------ RECORDS TO USE ------

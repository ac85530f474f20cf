use log::{set_boxed_logger, set_max_level, Level, LevelFilter, Log, Metadata, Record, SetLoggerError};
use std::io::{stdout, Write};
use std::thread;

/// Plain `println!`/`eprintln!` logger, no external backend. Mirrors the
/// teacher's `CliLogger` minus the progress-bar machinery: this tool runs
/// once and prints a result, it never has a long-lived download to show
/// progress for.
pub struct CliLogger {
    all: bool,
    level: LevelFilter,
}

impl Log for CliLogger {
    fn enabled(&self, metadata: &Metadata) -> bool {
        metadata.level() <= self.level
    }

    fn log(&self, record: &Record) {
        if !self.enabled(record.metadata()) || (!self.all && !record.target().starts_with("fmtsel")) {
            return;
        }

        if self.level >= LevelFilter::Debug {
            self.extended(record);
        } else if record.level() > Level::Warn {
            self.normal(record);
        } else {
            self.error(record);
        }
    }

    fn flush(&self) {
        let _ = stdout().flush();
    }
}

impl CliLogger {
    pub fn new(all: bool, level: LevelFilter) -> Self {
        Self { all, level }
    }

    pub fn init(all: bool, level: LevelFilter) -> Result<(), SetLoggerError> {
        set_max_level(level);
        set_boxed_logger(Box::new(CliLogger::new(all, level)))
    }

    fn extended(&self, record: &Record) {
        println!(
            "[{}] {} ({}) {}",
            record.level(),
            record.target(),
            format!("{:?}", thread::current().id())
                .replace("ThreadId(", "")
                .replace(')', ""),
            record.args()
        )
    }

    fn normal(&self, record: &Record) {
        println!(":: {}", record.args())
    }

    fn error(&self, record: &Record) {
        eprintln!(":: {}", record.args())
    }
}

------

*EXERCISE:* Every line above with the string "progress" in it should be copied into the answer.

*WRITTEN REPLY:*
/// teacher's `CliLogger` minus the progress-bar machinery: this tool runs
/// progress for.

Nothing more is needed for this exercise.